■ **Stored items**
^^^^^^^^

#[tokio::test]
async fn publish_timeout_spools_once_and_next_health_cycle_replays_it() {
    let harness = Harness::new(
        vec![Destination::queue("q")],
        DeliveryOptions {
            publish_timeout: Duration::from_millis(50),
            ..DeliveryOptions::default()
        },
    )
    .await;
    let (handle, shutdown_tx, task) = harness.spawn_watcher().await;

    harness.broker.script_publish(PublishBehavior::Hang);
    harness.feed.emit(insert_event(COLLECTION, 1));

    let positions = harness.positions.clone();
    committed(&positions, COLLECTION, &token(1)).await;

    let spooled = harness.spool.snapshot().await;
    assert_eq!(spooled.len(), 1);
    assert_eq!(spooled[0].target.queue, "q");
    assert!(harness.broker.published_to("q").is_empty());

    harness
        .topology
        .health_cycle(&[handle.clone()], &harness.pipeline)
        .await;
    assert_eq!(published_ids(&harness.broker.published_to("q")), vec!["1"]);
    assert!(harness.spool.is_empty().await.unwrap());

    harness
        .topology
        .health_cycle(&[handle], &harness.pipeline)
        .await;
    assert_eq!(harness.broker.published_to("q").len(), 1);

    stop(shutdown_tx, task).await;
}

#[tokio::test]
async fn restart_resumes_after_committed_position() {
    let harness = Harness::new(vec![Destination::queue("audit")], DeliveryOptions::default()).await;

    let (_, shutdown_tx, task) = harness.spawn_watcher().await;
    for seq in 1..=3 {
        harness.feed.emit(insert_event(COLLECTION, seq));
    }
    let positions = harness.positions.clone();
    committed(&positions, COLLECTION, &token(3)).await;
    stop(shutdown_tx, task).await;

    // Written while nobody was watching.
    harness.feed.emit(insert_event(COLLECTION, 4));
    harness.feed.emit(insert_event(COLLECTION, 5));

    let (_, shutdown_tx, task) = harness.spawn_watcher().await;
    committed(&positions, COLLECTION, &token(5)).await;
    stop(shutdown_tx, task).await;

    assert_eq!(harness.feed.opens(), vec![None, Some(token(3))]);
    assert_eq!(
        published_ids(&harness.broker.published_to("audit")),
        vec!["1", "2", "3", "4", "5"]
    );
}

#[tokio::test]
async fn stream_error_reopens_from_last_commit() {
    let harness = Harness::new(vec![Destination::queue("audit")], DeliveryOptions::default()).await;
    let (handle, shutdown_tx, task) = harness.spawn_watcher().await;

    harness.feed.emit(insert_event(COLLECTION, 1));
    let positions = harness.positions.clone();
    committed(&positions, COLLECTION, &token(1)).await;

    harness.feed.fail_stream(StreamError::Connection {
        message: "connection reset".to_string(),
        source: None,
        code: None,
        labels: vec!["NetworkError".to_string()],
    });
    harness.feed.emit(insert_event(COLLECTION, 2));

    committed(&positions, COLLECTION, &token(2)).await;

    assert_eq!(harness.feed.opens(), vec![None, Some(token(1))]);
    assert_eq!(
        published_ids(&harness.broker.published_to("audit")),
        vec!["1", "2"]
    );
    assert_eq!(handle.state(), WatcherState::Streaming);

    stop(shutdown_tx, task).await;
}

#[tokio::test]
async fn unspooled_failure_is_not_committed_and_is_redelivered() {
    let harness = Harness::new(vec![Destination::queue("audit")], DeliveryOptions::default()).await;
    let (_, shutdown_tx, task) = harness.spawn_watcher().await;

    harness.feed.emit(insert_event(COLLECTION, 1));
    let positions = harness.positions.clone();
    committed(&positions, COLLECTION, &token(1)).await;

    // Publish fails once and the spool is down: the event cannot be handled.
    harness.spool.set_fail_appends(true);
    harness.broker.script_publish(PublishBehavior::Fail);
    harness.feed.emit(insert_event(COLLECTION, 2));

    committed(&positions, COLLECTION, &token(2)).await;

    assert_eq!(
        published_ids(&harness.broker.published_to("audit")),
        vec!["1", "2"]
    );
    assert_eq!(harness.feed.opens().last(), Some(&Some(token(1))));

    stop(shutdown_tx, task).await;
}

#[tokio::test]
async fn failed_commit_redelivers_event() {
    let harness = Harness::new(vec![Destination::queue("audit")], DeliveryOptions::default()).await;
    let (_, shutdown_tx, task) = harness.spawn_watcher().await;

    harness.feed.emit(insert_event(COLLECTION, 1));
    let positions = harness.positions.clone();
    committed(&positions, COLLECTION, &token(1)).await;

    harness.positions.set_fail_commits(true);
    harness.feed.emit(insert_event(COLLECTION, 2));

    let feed = harness.feed.clone();
    eventually("stream reopened", || feed.opens().len() >= 2).await;
    assert_eq!(positions.position(COLLECTION).await, Some(token(1)));

    harness.positions.set_fail_commits(false);
    committed(&positions, COLLECTION, &token(2)).await;

    // At-least-once: the event went out before the failed commit and again
    // after the reopen.
    let ids = published_ids(&harness.broker.published_to("audit"));
    assert_eq!(ids.first().map(String::as_str), Some("1"));
    assert!(ids.iter().filter(|id| *id == "2").count() >= 2);

    stop(shutdown_tx, task).await;
}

^^^^^^^^

■ **Work request**
Wherever the word "PublishBehavior" appears in the entries above, copy that line.

■ **Written answer**
    harness.broker.script_publish(PublishBehavior::Hang);
    harness.broker.script_publish(PublishBehavior::Fail);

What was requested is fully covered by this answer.